On se change : pour le bien des autres. Pour le bien de mon enfant, je me discipline afin qu’elle ait une bonne image de moi, que je puisse devenir sa référence, son modèle pour se construire, qu’elle ne m’en veuille pas comme j’en ai voulu à mes parents, d’avoir vécu dans la misère profonde.

 Cela implique une vigilance constante, permanente à mon égard. Je me connais ainsi mieux (sachant ce qu’il faut corriger ou développer) et je sais où je veux aller : voilà qui devrait inspirer « nos dirigeants » ! Ça c’est pour ce qui me concerne, c’est ce que je peux travailler de moi. Pour autrui, pour ce qui concerne autrui : comment agir ?
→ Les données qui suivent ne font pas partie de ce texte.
use std::sync::Arc;

use axum::{routing::{get, post}, Router};
use navfunnel_core::NavMesh;

pub mod config;
pub mod errors;
pub mod routes;

pub use config::Config;

#[derive(Clone)]
pub struct AppState {
    pub config: Arc<Config>,
    pub navmesh: NavMesh,
}

impl AppState {
    pub fn new(config: Config) -> Self {
        Self { config: Arc::new(config), navmesh: NavMesh::new() }
    }
}

pub fn build_router(state: AppState) -> Router {
    Router::new()
        .route("/healthz", get(routes::healthz))
        .route("/version", get(routes::version))
        .route("/route", post(routes::route))
        .route("/route/jitter", post(routes::route_jitter))
        .with_state(state)
}
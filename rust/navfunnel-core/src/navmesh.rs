use rand::Rng;
use tracing::debug;

use crate::error::Result;
use crate::funnel::walk;
use crate::geometry::Point3;
use crate::models::{Path, TriangleList};
use crate::options::ShrinkRange;
use crate::portal::{corridor_portals, PortalList};
use crate::shrink::{random_rate, shrink_portals};

/// Entry point for smoothing corridors. Stateless; every call is independent.
#[derive(Copy, Clone, Debug, Default)]
pub struct NavMesh;

impl NavMesh {
    pub fn new() -> Self { Self }

    /// Taut path from `start` to `end` through `corridor`.
    ///
    /// The returned path holds the turn points followed by `end`; `start` is
    /// the implicit first waypoint.
    pub fn route(&self, corridor: &TriangleList, start: Point3, end: Point3) -> Result<Path> {
        let list = PortalList::from_corridor(corridor, end)?;
        let turns = walk(start, &list);
        debug!(triangles = corridor.triangles.len(), portals = list.portals.len(), turns = turns.len(), "route_done");
        Ok(Path::from_turns(turns, end))
    }

    /// Like [`NavMesh::route`], but every portal is first contracted toward its
    /// midpoint by one rate drawn from `range`, so repeated calls spread agents
    /// across the corridor. Reproducible for a fixed `rng` state.
    pub fn route_with_rand_offset<R: Rng>(
        &self,
        rng: &mut R,
        corridor: &TriangleList,
        start: Point3,
        end: Point3,
        range: ShrinkRange,
    ) -> Result<Path> {
        let range = range.validated()?;
        let portals = corridor_portals(corridor)?;
        let rate = random_rate(rng, range);
        let (portals, vertices) = shrink_portals(&portals, &corridor.vertices, rate);
        let list = PortalList::with_goal(vertices, portals, end);
        let turns = walk(start, &list);
        debug!(triangles = corridor.triangles.len(), portals = list.portals.len(), rate, turns = turns.len(), "route_with_rand_offset_done");
        Ok(Path::from_turns(turns, end))
    }
}
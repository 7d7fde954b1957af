pub type Result<T> = std::result::Result<T, RouteError>;

/// Failures caused by malformed route input. All are deterministic; the
/// corridor has to be regenerated upstream before retrying.
#[derive(Debug, Clone, PartialEq, thiserror::Error)]
pub enum RouteError {
    #[error("illegal triangle list: triangle {index} shares {shared} vertices with its successor (expected 2)")]
    IllegalTriangleList { index: usize, shared: usize },
    #[error("triangle {triangle} references vertex {index} but only {len} vertices exist")]
    VertexOutOfRange { triangle: usize, index: u32, len: usize },
    #[error("invalid shrink range [{min}, {max}]: bounds must lie within [0, 1]")]
    InvalidShrinkRange { min: f64, max: f64 },
}

impl RouteError {
    /// Stable machine-readable code for API responses.
    pub fn code(&self) -> &'static str {
        match self {
            RouteError::IllegalTriangleList { .. } => "illegal_triangle_list",
            RouteError::VertexOutOfRange { .. } => "vertex_out_of_range",
            RouteError::InvalidShrinkRange { .. } => "invalid_shrink_range",
        }
    }
}
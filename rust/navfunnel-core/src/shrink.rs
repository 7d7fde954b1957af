use rand::Rng;

use crate::geometry::Point3;
use crate::options::ShrinkRange;
use crate::portal::Portal;

/// Contracts every portal toward its planar midpoint by `rate`.
///
/// The result owns a fresh vertex array with two entries per portal, in slot
/// order, and portals reindexed into it (`2k`, `2k + 1`). The mesh vertices are
/// never shared, so neighbouring portals get independent copies of a common
/// corner.
pub fn shrink_portals(portals: &[Portal], vertices: &[Point3], rate: f64) -> (Vec<Portal>, Vec<Point3>) {
    let mut out_vertices = Vec::with_capacity(portals.len() * 2);
    let mut out_portals = Vec::with_capacity(portals.len());
    for portal in portals {
        let a = vertices[portal.a as usize];
        let b = vertices[portal.b as usize];
        let mid = a.planar_midpoint(b);
        let base = out_vertices.len() as u32;
        out_vertices.push(mid + (a - mid) * rate);
        out_vertices.push(mid + (b - mid) * rate);
        out_portals.push(Portal::new(base, base + 1));
    }
    (out_portals, out_vertices)
}

/// Draws a shrink rate uniformly from `[min, max)`; a zero-width range yields `min`.
pub fn random_rate<R: Rng>(rng: &mut R, range: ShrinkRange) -> f64 {
    if range.min < range.max {
        rng.gen_range(range.min..range.max)
    } else {
        range.min
    }
}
Au niveau local, cela passe par l’humanitaire. Il y a tellement à faire… Moi qui travaille avec les personnes détenues, je puis vous assurer plusieurs choses : tout repose sur l’éducation : les fréquentations, les conditions de vie globales, l’égalité et la fraternité…

Montrez aux autres que vous êtes à leur écoute, que vous essayez de les soutenir au moins temporairement. Femmes battues, prostituées, étrangers, SDF, précaires, étudiants, toxicomanes, etc. : ce sont eux les plus démunis. Comment une société ne pourrait-elle pas s’effriter si l’on abandonne ses plus faibles ? Un sucre fond par la face la première posée sur l’eau…

L’époque manque de héros, de courageux pour qui la vie d’autrui et de la société compte plus que le peu d’années pendant lesquelles ils ont eu l’opportunité d’agir vraiment sans rien en faire d’autre que d’hésiter sur la direction à donner à sa vie. L’époque compte par contre des myriades de lâches.

Tout cela relève donc de la conscience, du cas de conscience : quel sens donnons-nous à notre vie ? Si, apprenant que demain nous devons mourir, l’on nous demande : quel est le bilan de ton existence ? Qu’auriez-vous à répondre ? Vous étiez-vous engagé ?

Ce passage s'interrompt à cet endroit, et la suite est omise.